[Data section — start]

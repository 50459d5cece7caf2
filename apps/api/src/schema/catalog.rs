//! Fixed upload requirement tables, one per exam category.

use crate::schema::matcher::ExamCategory;
use crate::schema::models::{DocumentRequirement, DocumentType, Requirements, SizeRange};

pub const KEYWORD_SOURCE: &str = "Intelligent Fallback System";
pub const BASIC_FALLBACK_SOURCE: &str = "Basic Fallback";

struct Entry<'a> {
    format: &'a [&'a str],
    size_kb: (u32, u32),
    dimensions: Option<&'a str>,
    color: Option<&'a str>,
    background: Option<&'a str>,
    notes: &'a [&'a str],
}

fn owned(items: &[&str]) -> Vec<String> {
    items.iter().map(|s| s.to_string()).collect()
}

fn doc(doc_type: DocumentType, entry: Entry<'_>) -> DocumentRequirement {
    DocumentRequirement {
        doc_type,
        requirements: Requirements {
            format: owned(entry.format),
            size_kb: SizeRange {
                min: entry.size_kb.0,
                max: entry.size_kb.1,
            },
            dimensions: entry.dimensions.map(str::to_string),
            color: entry.color.map(str::to_string),
            background: entry.background.map(str::to_string),
            notes: owned(entry.notes),
        },
    }
}

const JPG_JPEG: &[&str] = &["JPG", "JPEG"];

/// Returns the document list for a category, in display order.
pub fn documents_for(category: ExamCategory) -> Vec<DocumentRequirement> {
    match category {
        ExamCategory::Banking => vec![
            doc(
                DocumentType::Photograph,
                Entry {
                    format: JPG_JPEG,
                    size_kb: (20, 50),
                    dimensions: Some("200x230 pixels"),
                    color: Some("color"),
                    background: Some("light"),
                    notes: &[
                        "Recent colored photograph",
                        "Passport size",
                        "Clear face visibility",
                    ],
                },
            ),
            doc(
                DocumentType::Signature,
                Entry {
                    format: JPG_JPEG,
                    size_kb: (10, 20),
                    dimensions: Some("140x60 pixels"),
                    color: None,
                    background: Some("white"),
                    notes: &["Clear signature in black ink", "Sign on white paper"],
                },
            ),
            doc(
                DocumentType::ThumbImpression,
                Entry {
                    format: JPG_JPEG,
                    size_kb: (10, 20),
                    dimensions: Some("240x240 pixels"),
                    color: None,
                    background: Some("white"),
                    notes: &["Left thumb impression", "Clear impression on white paper"],
                },
            ),
        ],
        ExamCategory::Ssc => vec![
            doc(
                DocumentType::Photograph,
                Entry {
                    format: &["JPEG"],
                    size_kb: (4, 40),
                    dimensions: Some("3.5x4.5 cm"),
                    color: Some("color"),
                    background: Some("light"),
                    notes: &["Recent colored photograph", "Passport size"],
                },
            ),
            doc(
                DocumentType::Signature,
                Entry {
                    format: &["JPEG"],
                    size_kb: (1, 12),
                    dimensions: Some("4x2 cm"),
                    color: None,
                    background: Some("white"),
                    notes: &["Clear signature in black ink"],
                },
            ),
        ],
        ExamCategory::MedicalEngineering => vec![
            doc(
                DocumentType::Photograph,
                Entry {
                    format: JPG_JPEG,
                    size_kb: (10, 200),
                    dimensions: Some("Passport size"),
                    color: Some("color"),
                    background: Some("white"),
                    notes: &[
                        "Recent photograph",
                        "Face should be clearly visible",
                        "No sunglasses or hat",
                    ],
                },
            ),
            doc(
                DocumentType::Signature,
                Entry {
                    format: JPG_JPEG,
                    size_kb: (4, 30),
                    dimensions: None,
                    color: None,
                    background: Some("white"),
                    notes: &["Clear signature in blue or black ink"],
                },
            ),
        ],
        ExamCategory::CivilServices => vec![
            doc(
                DocumentType::Photograph,
                Entry {
                    format: JPG_JPEG,
                    size_kb: (3, 50),
                    dimensions: Some("5x7 cm"),
                    color: Some("color"),
                    background: Some("white"),
                    notes: &[
                        "Recent photograph",
                        "Professional attire preferred",
                        "Clear face visibility",
                    ],
                },
            ),
            doc(
                DocumentType::Signature,
                Entry {
                    format: JPG_JPEG,
                    size_kb: (1, 10),
                    dimensions: Some("4x2 cm"),
                    color: None,
                    background: Some("white"),
                    notes: &["Signature in black ink", "Sign on white paper"],
                },
            ),
        ],
        ExamCategory::Generic => vec![
            doc(
                DocumentType::Photograph,
                Entry {
                    format: &["JPG", "JPEG", "PNG"],
                    size_kb: (10, 100),
                    dimensions: Some("Passport size"),
                    color: Some("color"),
                    background: None,
                    notes: &["Recent photograph", "Clear face visibility"],
                },
            ),
            doc(
                DocumentType::Signature,
                Entry {
                    format: &["JPG", "JPEG", "PNG"],
                    size_kb: (5, 50),
                    dimensions: None,
                    color: None,
                    background: Some("white"),
                    notes: &["Clear signature"],
                },
            ),
        ],
    }
}

/// Single photograph entry returned when generation fails.
pub fn basic_fallback_documents() -> Vec<DocumentRequirement> {
    vec![doc(
        DocumentType::Photograph,
        Entry {
            format: JPG_JPEG,
            size_kb: (10, 100),
            dimensions: Some("Passport size"),
            color: Some("color"),
            background: None,
            notes: &["Recent photograph"],
        },
    )]
}
//! Runtime state for a monitored chain and the status snapshot pushed to the
//! dashboard.

use chrono::{DateTime, Utc};
use serde::{Deserialize, Serialize};

use crate::models::blocks::BlockTape;

/// Snapshot of validator attributes, refreshed roughly once a minute. Two
/// copies are kept per chain (`current` and `previous`) so rules can detect
/// transitions such as leaving the active set.
#[derive(Debug, Clone, Serialize, Deserialize)]
pub struct ValInfo {
	pub moniker: String,
	pub bonded: bool,
	pub jailed: bool,
	pub tombstoned: bool,
	/// Blocks missed inside the slashing window.
	pub missed: i64,
	/// Size of the slashing window in blocks.
	pub window: i64,
	/// Fraction of the window that must be signed to avoid jailing.
	pub min_signed_fraction: f64,
	/// 20-byte consensus address hash, the identity found in block signatures.
	#[serde(with = "hex::serde")]
	pub conspub: Vec<u8>,
	/// Bech32 consensus address.
	pub valcons: String,
	pub delegated_tokens: f64,
	pub voting_power_percent: f64,
	pub commission_rate: f64,
	pub self_delegation_rewards: Vec<DisplayCoin>,
	pub commission: Vec<DisplayCoin>,
	pub validator_apr: f64,
	pub projected_30d_rewards: f64,
}

impl Default for ValInfo {
	fn default() -> Self {
		Self {
			moniker: "not connected".to_string(),
			bonded: false,
			jailed: false,
			tombstoned: false,
			missed: 0,
			window: 0,
			min_signed_fraction: 0.0,
			conspub: Vec::new(),
			valcons: String::new(),
			delegated_tokens: 0.0,
			voting_power_percent: 0.0,
			commission_rate: 0.0,
			self_delegation_rewards: Vec::new(),
			commission: Vec::new(),
			validator_apr: 0.0,
			projected_30d_rewards: 0.0,
		}
	}
}

/// An amount already converted to the chain's display denomination.
#[derive(Debug, Clone, PartialEq, Serialize, Deserialize)]
pub struct DisplayCoin {
	pub denom: String,
	pub amount: f64,
}

/// Denomination metadata from the bank module, reduced to the fields the
/// dashboard and unit conversion need.
#[derive(Debug, Clone, Default, Serialize, Deserialize)]
pub struct DenomMetadata {
	pub base: String,
	pub display: String,
	pub symbol: String,
	pub denom_units: Vec<DenomUnit>,
}

#[derive(Debug, Clone, Serialize, Deserialize)]
pub struct DenomUnit {
	pub denom: String,
	pub exponent: u32,
}

impl DenomMetadata {
	/// Exponent of the display unit relative to the base unit. Defaults to 6,
	/// the overwhelmingly common choice on Cosmos chains, when the metadata is
	/// missing or inconsistent.
	pub fn display_exponent(&self) -> u32 {
		let display = if self.display.is_empty() {
			&self.base
		} else {
			&self.display
		};
		self.denom_units
			.iter()
			.find(|u| &u.denom == display)
			.map(|u| u.exponent)
			.unwrap_or(6)
	}
}

/// A configured RPC endpoint and its health bookkeeping.
#[derive(Debug, Clone, Serialize, Deserialize)]
pub struct NodeEndpoint {
	pub url: String,
	pub alert_if_down: bool,
	#[serde(default)]
	pub down: bool,
	#[serde(default)]
	pub was_down: bool,
	#[serde(default)]
	pub syncing: bool,
	/// Reported a chain id other than the configured one; quarantined for the
	/// rest of the session and never selected again.
	#[serde(default)]
	pub wrong_chain: bool,
	#[serde(default)]
	pub down_since: Option<DateTime<Utc>>,
	#[serde(default)]
	pub last_error: Option<String>,
}

impl NodeEndpoint {
	pub fn new(url: String, alert_if_down: bool) -> Self {
		Self {
			url,
			alert_if_down,
			down: false,
			was_down: false,
			syncing: false,
			wrong_chain: false,
			down_since: None,
			last_error: None,
		}
	}

	pub fn healthy(&self) -> bool {
		!self.down && !self.syncing && !self.wrong_chain
	}
}

/// An open governance proposal the validator has not voted on.
#[derive(Debug, Clone, PartialEq, Serialize, Deserialize)]
pub struct ProposalRef {
	pub proposal_id: u64,
	/// May be approximate for indexer-backed chains.
	pub voting_end_time: Option<DateTime<Utc>>,
}

/// Chain-level economics used for APR figures on the dashboard.
#[derive(Debug, Clone, Copy, Default, Serialize, Deserialize)]
pub struct ChainEconomics {
	pub total_bonded_tokens: f64,
	pub total_supply: f64,
	pub community_tax: f64,
	pub inflation_rate: f64,
	pub base_apr: f64,
}

/// A cached fiat price for the chain's token.
#[derive(Debug, Clone, Serialize, Deserialize)]
pub struct PriceSnapshot {
	pub name: String,
	pub slug: String,
	pub symbol: String,
	pub currency: String,
	pub price: f64,
	pub last_updated: DateTime<Utc>,
}

/// Mutable per-chain monitoring state. Guarded by a `RwLock` on the chain
/// aggregate; the tape consumer and refresher write, the alert evaluator and
/// dashboard read.
#[derive(Debug, Default)]
pub struct ChainState {
	pub val: ValInfo,
	pub last_val: Option<ValInfo>,
	pub tape: BlockTape,
	/// Set once the first live block of this session has been committed; a
	/// restored tape is re-anchored at that point.
	pub anchored: bool,
	pub last_block_time: Option<DateTime<Utc>>,
	pub last_block_num: i64,
	pub last_error: Option<String>,
	pub active_alerts: usize,
	pub unvoted_proposals: Vec<ProposalRef>,
	pub denom_metadata: Option<DenomMetadata>,
	pub economics: ChainEconomics,
	pub crypto_price: Option<PriceSnapshot>,
}

/// Complete status for one chain, pushed over the dashboard websocket and
/// returned by the pull endpoint.
#[derive(Debug, Clone, Serialize, Deserialize)]
pub struct ChainStatus {
	#[serde(rename = "msgType")]
	pub msg_type: String,
	pub name: String,
	pub chain_id: String,
	pub moniker: String,
	pub bonded: bool,
	pub jailed: bool,
	pub tombstoned: bool,
	pub missed: i64,
	pub window: i64,
	pub min_signed_per_window: f64,
	pub nodes: usize,
	pub healthy_nodes: usize,
	pub active_alerts: usize,
	pub height: i64,
	pub last_error: String,
	pub unvoted_open_gov_proposals: usize,
	pub total_bonded_tokens: f64,
	pub total_supply: f64,
	pub community_tax: f64,
	pub inflation_rate: f64,
	pub base_apr: f64,
	pub validator_apr: f64,
	pub projected_30d_rewards: f64,
	pub voting_power_percent: f64,
	pub delegated_tokens: f64,
	pub commission_rate: f64,
	pub self_delegation_rewards: Vec<DisplayCoin>,
	pub commission: Vec<DisplayCoin>,
	pub crypto_price: Option<PriceSnapshot>,
	pub denom_metadata: Option<DenomMetadata>,
	pub blocks: Vec<i8>,
}

/// A log line mirrored onto the dashboard stream.
#[derive(Debug, Clone, Serialize, Deserialize)]
pub struct LogMessage {
	#[serde(rename = "msgType")]
	pub msg_type: String,
	pub ts: i64,
	pub msg: String,
}

impl LogMessage {
	pub fn now(msg: impl Into<String>) -> Self {
		Self {
			msg_type: "log".to_string(),
			ts: Utc::now().timestamp(),
			msg: msg.into(),
		}
	}
}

[Data section — finish]

## Problem description
Throughout the data above, report every line that contains the string "session".

## The answer
	/// rest of the session and never selected again.
	/// Set once the first live block of this session has been committed; a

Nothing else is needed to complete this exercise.